Mint Family, Labiatae

Other Names: Basil, Common Basil, Sweet Basil, St. Josephwort, Tulsi, Tulasi, Krishnamul, Kala Tulasi
Parts Used: Leaf, Herb
Active Compounds: Volatile oils (up to 28 percent methyl cinnamate)
History:

Basil has a rich and fanciful history. It had been 'Herb royale' to the French, a sign of love to Italians, and a sacred herb in India. The first century A.D. Roman naturalist Pliny reported that basil relieves flatulence, which had been subsequently proven true. In the Far East, the herb had been used as a cough medicine, and in Africa, it has been used to expel worms. American colonists considered Basil the essential ingredient in a snuff used to ease headaches.

Remedies For

Antispasmodic, appetizer, carminative, galactagogue, stomachic.

The tea made from the leaves of the basil plant is used for nausea, gas pains, and dysentery.

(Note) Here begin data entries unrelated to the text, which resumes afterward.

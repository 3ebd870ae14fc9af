use crate::coordinate;
use crate::fields::{FieldMap, PFZ_FIELDS};
use crate::record::{scalar_text, RawRecord};
use mdp_utils::display::{format_coordinate, or_placeholder};
use serde::Serialize;

/// Column headers of the station table.
pub const TABLE_HEADERS: [&str; 4] = ["Station", "Depth", "Latitude", "Longitude"];

/// One display row. Every record gets a row, mappable or not; missing or
/// unparseable cells show the placeholder.
#[derive(Debug, Clone, PartialEq, Eq, Serialize)]
pub struct TableRow {
    pub station: String,
    pub depth: String,
    pub latitude: String,
    pub longitude: String,
}

impl TableRow {
    pub fn from_record(fields: &FieldMap, record: &RawRecord) -> Self {
        let resolved = fields.resolve(record);
        let text = |v: Option<&serde_json::Value>| {
            or_placeholder(v.and_then(scalar_text).as_deref())
        };
        TableRow {
            station: text(resolved.station),
            depth: text(resolved.depth),
            latitude: format_coordinate(coordinate::parse_latitude(resolved.latitude)),
            longitude: format_coordinate(coordinate::parse_longitude(resolved.longitude)),
        }
    }

    pub fn cells(&self) -> [&str; 4] {
        [
            self.station.as_str(),
            self.depth.as_str(),
            self.latitude.as_str(),
            self.longitude.as_str(),
        ]
    }
}

/// Rows for every record, in input order.
pub fn table_rows<'a, I>(records: I) -> Vec<TableRow>
where
    I: IntoIterator<Item = &'a RawRecord>,
{
    records
        .into_iter()
        .map(|record| TableRow::from_record(&PFZ_FIELDS, record))
        .collect()
}

/// Notice shown in place of an empty table.
pub fn empty_table_notice(loaded: usize, shown: usize) -> Option<&'static str> {
    match (loaded, shown) {
        (0, _) => Some("No data loaded"),
        (_, 0) => Some("No results for your filter"),
        _ => None,
    }
}

#[cfg(test)]
mod tests {
    use super::*;
    use serde_json::json;

    #[test]
    fn test_row_with_placeholders() {
        let record: RawRecord =
            serde_json::from_value(json!({"Station": "Harnai", "Longitude": "73 5"})).unwrap();
        let row = TableRow::from_record(&PFZ_FIELDS, &record);
        assert_eq!(row.cells(), ["Harnai", "-", "-", "73.083333"]);
    }

    #[test]
    fn test_row_formats_coordinates() {
        let record: RawRecord = serde_json::from_value(
            json!({"station": "Vengurla", "depth": 35, "lat": 15.86, "lon": "73.63"}),
        )
        .unwrap();
        let rows = table_rows([&record]);
        assert_eq!(rows[0].cells(), ["Vengurla", "35", "15.860000", "73.630000"]);
    }

    #[test]
    fn test_empty_notice() {
        assert_eq!(empty_table_notice(0, 0), Some("No data loaded"));
        assert_eq!(empty_table_notice(5, 0), Some("No results for your filter"));
        assert_eq!(empty_table_notice(5, 2), None);
    }
}
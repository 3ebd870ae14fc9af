use crate::coordinate;
use crate::fields::{FieldMap, PFZ_FIELDS};
use crate::record::{scalar_text, RawRecord};
use log::debug;
use mdp_utils::display::PLACEHOLDER;
use serde::Serialize;

/// A record that can be placed on a map.
///
/// `latitude` is within [-90, 90] and `longitude` within [-180, 180].
/// `depth` is `None` when the record has no parseable depth.
#[derive(Debug, Clone, PartialEq, Serialize)]
pub struct NormalizedPoint<'a> {
    pub station: String,
    pub latitude: f64,
    pub longitude: f64,
    pub depth: Option<f64>,
    pub raw: &'a RawRecord,
}

/// Normalize using the default PFZ alias table.
pub fn normalize(raw: &RawRecord) -> Option<NormalizedPoint<'_>> {
    normalize_with(&PFZ_FIELDS, raw)
}

/// Map a raw record onto a [`NormalizedPoint`]; `None` if it is unmappable.
pub fn normalize_with<'a>(fields: &FieldMap, raw: &'a RawRecord) -> Option<NormalizedPoint<'a>> {
    let resolved = fields.resolve(raw);
    let latitude = coordinate::parse_latitude(resolved.latitude)?;
    let longitude = coordinate::parse_longitude(resolved.longitude)?;
    let depth = coordinate::parse_value(resolved.depth);
    let station = station_label(resolved.station);
    Some(NormalizedPoint {
        station,
        latitude,
        longitude,
        depth,
        raw,
    })
}

/// Every mappable record, in input order.
pub fn normalize_all<'a, I>(records: I) -> Vec<NormalizedPoint<'a>>
where
    I: IntoIterator<Item = &'a RawRecord>,
{
    let mut total = 0usize;
    let points: Vec<NormalizedPoint<'a>> = records
        .into_iter()
        .inspect(|_| total += 1)
        .filter_map(normalize)
        .collect();
    debug!("normalized {} of {} records", points.len(), total);
    points
}

pub(crate) fn station_label(value: Option<&serde_json::Value>) -> String {
    value
        .and_then(scalar_text)
        .map(|s| s.into_owned())
        .unwrap_or_else(|| PLACEHOLDER.to_string())
}
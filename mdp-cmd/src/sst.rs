use crate::write_json;
use log::info;
use mdp_data::sst::{build_cells, readings_from_json, SstCell, SstMapConfig};

/// Grid the readings in `input` and print one line per cell.
pub fn run_sst(input: &str, json: Option<&str>) -> anyhow::Result<()> {
    let text = std::fs::read_to_string(input)
        .map_err(|e| anyhow::anyhow!("Failed to read {}: {}", input, e))?;
    let readings = readings_from_json(&text)?;
    let config = SstMapConfig::default();
    let cells = build_cells(&readings, &config);
    info!("Built {} cells from {} readings", cells.len(), readings.len());

    let [lat, lon] = config.center();
    println!("{} cells, map centred on {:.2}, {:.2}", cells.len(), lat, lon);
    for cell in &cells {
        println!("{}", describe(cell));
    }

    if let Some(path) = json {
        write_json(path, &cells)?;
    }
    Ok(())
}

fn describe(cell: &SstCell) -> String {
    let [[south, west], [north, east]] = cell.bounds;
    format!(
        "{:.3},{:.3} .. {:.3},{:.3}  {}  {}",
        south, west, north, east, cell.color, cell.tooltip
    )
}
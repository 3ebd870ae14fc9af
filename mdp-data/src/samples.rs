//! Sources of eDNA sample tables.
//!
//! A sequencing pipeline typically exports a long-format feature table
//! (`sample_id,rank,name,count`); sample labels and pre-computed alpha
//! diversity come from a separate metadata table
//! (`sample_id,label,shannon,chao1`).

use crate::diversity::{AlphaDiversity, SampleMetadata, SampleSet, SampleTaxonomy, TaxonCount};
use anyhow::Context;
use csv::ReaderBuilder;
use log::info;
use serde::Deserialize;
use std::path::PathBuf;

/// Embedded feature table for the three demonstration samples.
pub static FEATURE_TABLE_CSV: &str = include_str!("../../fixtures/edna_feature_table.csv");

/// Embedded labels and alpha diversity for the demonstration samples.
pub static SAMPLE_METADATA_CSV: &str = include_str!("../../fixtures/edna_samples.csv");

/// Anything that can provide a set of samples to aggregate.
pub trait SampleSource {
    fn load(&self) -> anyhow::Result<SampleSet>;
}

/// The built-in demonstration samples.
#[derive(Debug, Clone, Copy, Default)]
pub struct StaticSamples;

impl SampleSource for StaticSamples {
    fn load(&self) -> anyhow::Result<SampleSet> {
        let samples = parse_feature_table(FEATURE_TABLE_CSV)?;
        let metadata = parse_sample_metadata(SAMPLE_METADATA_CSV)?;
        SampleSet::new(samples, metadata)
    }
}

/// Feature table and optional metadata read from disk.
#[derive(Debug, Clone)]
pub struct FeatureTableFiles {
    pub feature_table: PathBuf,
    pub metadata: Option<PathBuf>,
}

impl SampleSource for FeatureTableFiles {
    fn load(&self) -> anyhow::Result<SampleSet> {
        let table = std::fs::read_to_string(&self.feature_table)
            .with_context(|| format!("reading {}", self.feature_table.display()))?;
        let samples = parse_feature_table(&table)
            .with_context(|| format!("parsing {}", self.feature_table.display()))?;
        let metadata = match &self.metadata {
            Some(path) => {
                let text = std::fs::read_to_string(path)
                    .with_context(|| format!("reading {}", path.display()))?;
                parse_sample_metadata(&text)
                    .with_context(|| format!("parsing {}", path.display()))?
            }
            None => Vec::new(),
        };
        info!(
            "loaded {} samples from {}",
            samples.len(),
            self.feature_table.display()
        );
        SampleSet::new(samples, metadata)
    }
}

#[derive(Debug, Deserialize)]
struct FeatureRow {
    sample_id: String,
    rank: String,
    name: String,
    count: u64,
}

#[derive(Debug, Deserialize)]
struct MetadataRow {
    sample_id: String,
    label: String,
    shannon: Option<f64>,
    chao1: Option<f64>,
}

/// Group feature rows into samples, keeping first-seen sample and taxon order.
pub fn parse_feature_table(csv_object: &str) -> anyhow::Result<Vec<SampleTaxonomy>> {
    let mut rdr = ReaderBuilder::new()
        .has_headers(true)
        .trim(csv::Trim::All)
        .from_reader(csv_object.as_bytes());
    let mut grouped: Vec<(String, Vec<TaxonCount>)> = Vec::new();
    for (line, row) in rdr.deserialize::<FeatureRow>().enumerate() {
        let row = row.with_context(|| format!("feature table row {}", line + 1))?;
        let taxon = TaxonCount::new(row.rank, row.name, row.count);
        match grouped.iter_mut().find(|(id, _)| *id == row.sample_id) {
            Some((_, taxa)) => taxa.push(taxon),
            None => grouped.push((row.sample_id, vec![taxon])),
        }
    }
    grouped
        .into_iter()
        .map(|(id, taxa)| SampleTaxonomy::new(id, taxa))
        .collect()
}

/// Parse sample labels; alpha diversity is kept only when both indices are present.
pub fn parse_sample_metadata(csv_object: &str) -> anyhow::Result<Vec<SampleMetadata>> {
    let mut rdr = ReaderBuilder::new()
        .has_headers(true)
        .trim(csv::Trim::All)
        .from_reader(csv_object.as_bytes());
    let mut metadata = Vec::new();
    for row in rdr.deserialize::<MetadataRow>() {
        let row = row?;
        let alpha = match (row.shannon, row.chao1) {
            (Some(shannon), Some(chao1)) => Some(AlphaDiversity { shannon, chao1 }),
            _ => None,
        };
        metadata.push(SampleMetadata {
            sample_id: row.sample_id,
            label: row.label,
            alpha,
        });
    }
    Ok(metadata)
}

#[cfg(test)]
mod tests {
    use super::*;
    use crate::diversity::aggregate;
    use std::fs;
    use tempfile::tempdir;

    const TABLE: &str = "\
sample_id,rank,name,count
river,Phylum,Proteobacteria,30
river,Phylum,Firmicutes,10
reef,Phylum,Proteobacteria,5
";

    #[test]
    fn test_static_samples() {
        let set = StaticSamples.load().unwrap();
        assert_eq!(set.samples().len(), 3);
        assert_eq!(set.label("sample1"), "Water Sample (River Ganga)");
        assert_eq!(set.get("sample1").unwrap().total_count(), 10050);
    }

    #[test]
    fn test_static_report() {
        let report = aggregate(&StaticSamples.load().unwrap());
        assert_eq!(
            report.core_microbiome,
            vec!["Proteobacteria", "Actinobacteria", "Bacteroidetes"]
        );
        assert_eq!(report.differential_matrix.taxa.len(), 7);
        assert_eq!(report.alpha_diversity.len(), 3);
        assert_eq!(report.alpha_diversity[2].chao1, 180.0);
    }

    #[test]
    fn test_feature_table_groups_in_order() {
        let csv_data = "\
sample_id,rank,name,count
b,Phylum,X,1
a,Phylum,Y,2
b,Phylum,Z,3
";
        let samples = parse_feature_table(csv_data).unwrap();
        assert_eq!(samples.len(), 2);
        assert_eq!(samples[0].sample_id(), "b");
        assert_eq!(samples[0].taxa().len(), 2);
        assert_eq!(samples[1].taxa()[0].name, "Y");
    }

    #[test]
    fn test_feature_table_rejects_bad_count() {
        let csv_data = "sample_id,rank,name,count\ns,Phylum,X,many\n";
        assert!(parse_feature_table(csv_data).is_err());
    }

    #[test]
    fn test_metadata_without_indices() {
        let csv_data = "sample_id,label,shannon,chao1\ns1,River,,\n";
        let metadata = parse_sample_metadata(csv_data).unwrap();
        assert_eq!(metadata[0].label, "River");
        assert_eq!(metadata[0].alpha, None);
    }

    #[test]
    fn test_files_with_metadata() {
        let dir = tempdir().unwrap();
        let table = dir.path().join("features.csv");
        let meta = dir.path().join("samples.csv");
        fs::write(&table, TABLE).unwrap();
        fs::write(&meta, "sample_id,label,shannon,chao1\nriver,Ganga,2.5,90\n").unwrap();

        let set = FeatureTableFiles {
            feature_table: table,
            metadata: Some(meta),
        }
        .load()
        .unwrap();
        assert_eq!(set.samples().len(), 2);
        assert_eq!(set.get("river").unwrap().total_count(), 40);
        assert_eq!(set.label("river"), "Ganga");
        assert_eq!(set.label("reef"), "reef");
        let report = aggregate(&set);
        assert_eq!(report.core_microbiome, vec!["Proteobacteria"]);
        assert_eq!(report.alpha_diversity.len(), 1);
    }

    #[test]
    fn test_files_without_metadata() {
        let dir = tempdir().unwrap();
        let table = dir.path().join("features.csv");
        fs::write(&table, TABLE).unwrap();

        let set = FeatureTableFiles {
            feature_table: table,
            metadata: None,
        }
        .load()
        .unwrap();
        assert_eq!(set.samples().len(), 2);
        assert!(set.metadata("river").is_none());
        assert!(aggregate(&set).alpha_diversity.is_empty());
    }

    #[test]
    fn test_missing_file_names_the_path() {
        let dir = tempdir().unwrap();
        let table = dir.path().join("absent.csv");
        let err = FeatureTableFiles {
            feature_table: table.clone(),
            metadata: None,
        }
        .load()
        .unwrap_err();
        assert_eq!(err.to_string(), format!("reading {}", table.display()));
    }

    #[test]
    fn test_malformed_file_names_the_path() {
        let dir = tempdir().unwrap();
        let table = dir.path().join("features.csv");
        fs::write(&table, "sample_id,rank,name,count\nriver,Phylum,X,lots\n").unwrap();
        let err = FeatureTableFiles {
            feature_table: table.clone(),
            metadata: None,
        }
        .load()
        .unwrap_err();
        assert_eq!(err.to_string(), format!("parsing {}", table.display()));
    }

    #[test]
    fn test_duplicate_taxon_in_file_rejected() {
        let dir = tempdir().unwrap();
        let table = dir.path().join("features.csv");
        fs::write(
            &table,
            "sample_id,rank,name,count\nriver,Phylum,X,1\nriver,Phylum,X,2\n",
        )
        .unwrap();
        let err = FeatureTableFiles {
            feature_table: table,
            metadata: None,
        }
        .load()
        .unwrap_err();
        assert!(format!("{:#}", err).contains("duplicate taxon \"X\""));
    }
}
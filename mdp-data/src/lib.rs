//! Analytics for the eDNA and oceanography views.
//!
//! - `diversity`: per-sample relative abundance, core microbiome and the
//!   differential abundance matrix
//! - `samples`: injectable sources for sample tables
//! - `sst`: sea surface temperature readings to coloured grid cells

pub mod diversity;
pub mod samples;

/// Sea surface temperature grid processing
pub mod sst {
    use serde::{Deserialize, Serialize};

    /// One gridded SST reading in °C.
    #[derive(Debug, Clone, Copy, PartialEq, Serialize, Deserialize)]
    pub struct SstReading {
        pub lat: f64,
        pub lon: f64,
        pub sst: f64,
    }

    /// Viewport lock and colour scale for the SST map.
    #[derive(Debug, Clone, Copy, PartialEq, Serialize, Deserialize)]
    pub struct SstMapConfig {
        pub lat_min: f64,
        pub lat_max: f64,
        pub lon_min: f64,
        pub lon_max: f64,
        /// Temperature drawn as pure blue.
        pub sst_min: f64,
        /// Temperature drawn as pure red.
        pub sst_max: f64,
        /// Cell size used when the grid spacing cannot be detected.
        pub default_step: f64,
    }

    impl Default for SstMapConfig {
        fn default() -> Self {
            Self {
                lat_min: -14.0,
                lat_max: 30.0,
                lon_min: 50.0,
                lon_max: 100.0,
                sst_min: 25.0,
                sst_max: 35.0,
                default_step: 0.25,
            }
        }
    }

    impl SstMapConfig {
        /// Map center as `[lat, lon]`.
        pub fn center(&self) -> [f64; 2] {
            [
                (self.lat_min + self.lat_max) / 2.0,
                (self.lon_min + self.lon_max) / 2.0,
            ]
        }

        /// `hsl(hue, 100%, 50%)` running from blue (cold) to red (warm).
        ///
        /// Temperatures outside the scale are clamped to its ends. A zero-width
        /// scale draws everything blue.
        pub fn color(&self, sst: f64) -> String {
            let span = self.sst_max - self.sst_min;
            let ratio = if span > 0.0 {
                ((sst - self.sst_min) / span).clamp(0.0, 1.0)
            } else {
                0.0
            };
            let hue = (1.0 - ratio) * 240.0;
            format!("hsl({:.1}, 100%, 50%)", hue)
        }
    }

    /// A filled rectangle centred on one reading.
    #[derive(Debug, Clone, PartialEq, Serialize)]
    pub struct SstCell {
        /// `[[south, west], [north, east]]`
        pub bounds: [[f64; 2]; 2],
        pub color: String,
        pub sst: f64,
        pub tooltip: String,
    }

    /// Spacing between the two smallest distinct values, or `default` if
    /// fewer than two distinct values exist.
    pub fn grid_step(values: impl IntoIterator<Item = f64>, default: f64) -> f64 {
        let mut sorted: Vec<f64> = values.into_iter().filter(|v| v.is_finite()).collect();
        sorted.sort_by(f64::total_cmp);
        sorted.dedup();
        match sorted.as_slice() {
            [a, b, ..] => b - a,
            _ => default,
        }
    }

    /// Build one cell per finite reading.
    pub fn build_cells(readings: &[SstReading], config: &SstMapConfig) -> Vec<SstCell> {
        let readings: Vec<&SstReading> = readings
            .iter()
            .filter(|r| r.lat.is_finite() && r.lon.is_finite() && r.sst.is_finite())
            .collect();
        let lat_step = grid_step(readings.iter().map(|r| r.lat), config.default_step);
        let lon_step = grid_step(readings.iter().map(|r| r.lon), config.default_step);
        readings
            .into_iter()
            .map(|r| SstCell {
                bounds: [
                    [r.lat - lat_step / 2.0, r.lon - lon_step / 2.0],
                    [r.lat + lat_step / 2.0, r.lon + lon_step / 2.0],
                ],
                color: config.color(r.sst),
                sst: r.sst,
                tooltip: format!("SST: {:.2}°C", r.sst),
            })
            .collect()
    }

    /// Parse a JSON array of `{lat, lon, sst}` objects.
    pub fn readings_from_json(json: &str) -> anyhow::Result<Vec<SstReading>> {
        Ok(serde_json::from_str(json)?)
    }

    #[cfg(test)]
    mod tests {
        use super::*;

        #[test]
        fn test_grid_step() {
            assert_eq!(grid_step(vec![10.5, 10.0, 10.25, 10.0], 0.25), 0.25);
            assert_eq!(grid_step(vec![3.0], 0.25), 0.25);
            assert_eq!(grid_step(Vec::new(), 0.5), 0.5);
        }

        #[test]
        fn test_color_scale() {
            let config = SstMapConfig::default();
            assert_eq!(config.color(25.0), "hsl(240.0, 100%, 50%)");
            assert_eq!(config.color(30.0), "hsl(120.0, 100%, 50%)");
            assert_eq!(config.color(35.0), "hsl(0.0, 100%, 50%)");
            assert_eq!(config.color(40.0), "hsl(0.0, 100%, 50%)");
        }

        #[test]
        fn test_cells_from_fixture() {
            let readings =
                readings_from_json(include_str!("../../fixtures/sst_sample.json")).unwrap();
            let cells = build_cells(&readings, &SstMapConfig::default());
            assert_eq!(cells.len(), 5);
            assert_eq!(cells[0].bounds, [[9.875, 69.875], [10.125, 70.125]]);
            assert_eq!(cells[0].tooltip, "SST: 28.40°C");
        }

        #[test]
        fn test_flat_scale_is_blue() {
            let config = SstMapConfig {
                sst_min: 28.0,
                sst_max: 28.0,
                ..SstMapConfig::default()
            };
            assert_eq!(config.color(28.0), "hsl(240.0, 100%, 50%)");
            assert_eq!(config.color(31.0), "hsl(240.0, 100%, 50%)");
        }

        #[test]
        fn test_center() {
            assert_eq!(SstMapConfig::default().center(), [8.0, 75.0]);
        }
    }
}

Tea made with basil and peppercorns is a folk remedy to reduce fever.

Basil is antispasmodic, appetizer, carminative, galactagogue, and stomachic. Basil is vary useful for ailments affecting stomach and the related organs. It is used for stomach cramps, gastric catarrh, vomiting, intestinal catarrh, constipation, and enteritis. It had been sometimes used for whooping cough as an antispasmodic.

Ayurvedic Applications:

Action: Antibacterial, antiseptic, antispasmodic, diaphoretic, febrifuge, nervine

Uses: Coughs, colds, fevers, headaches, lung problems, abdominal distention, absorption, arthritis, colon (air excess), memory, nasal congestion, nerve tissue strengthening, purifies the air; sinus congestion, clears the lungs, heart tonic; it frees ozone from sun's rays and oxygenates the body, cleanses and clears the brain and nerves; relieves depression and the effects of poisons; difficult urination, prevents the accumulation of fat in the body (especially for women after menopause), obstinate skin diseases, arthritis, rheumatism, first stages of many .cancers, builds the immune system. Tulsi contains trace mineral copper (organic form), needed to absorb iron.

Description:

An annual plant found wild in the tropical and subtropical regions of the world. The bushy stems grows to 1 to 2 feet high. The toothed leaves are often purplish hued. The flowers vary in color from white to red, sometimes with a tinge of purple, appear from June to September. The plant emits a spicy scent when bruised. This plant is an important ayurvedic herb. It is grown near Indian houses. It is believed to purify air by discharging negative ions. The plant is also believed to possess spiritual powers. For example, it opens heart and mind, gives love, devotion, faith, compassion, and clarity; cleanses the aura and it is believed to give Divine protection in the Hindu Vedas. It is one of the two most sacred plants in India.

Dosage:

Juice, infusion, powder, ghee

Steep 1 tsp of dried herb in 1/2 cup water. Take 1 to 1-1/2 cups a day, mouthful at a time. Can be sweetened with honey if taken for cough.

Safety:

US: Generally recognized as safe
UK - General sales list
Canada- approved as an over-the-counter drug
France: Traditional Medicine
Germany: Not yet Commission E approved.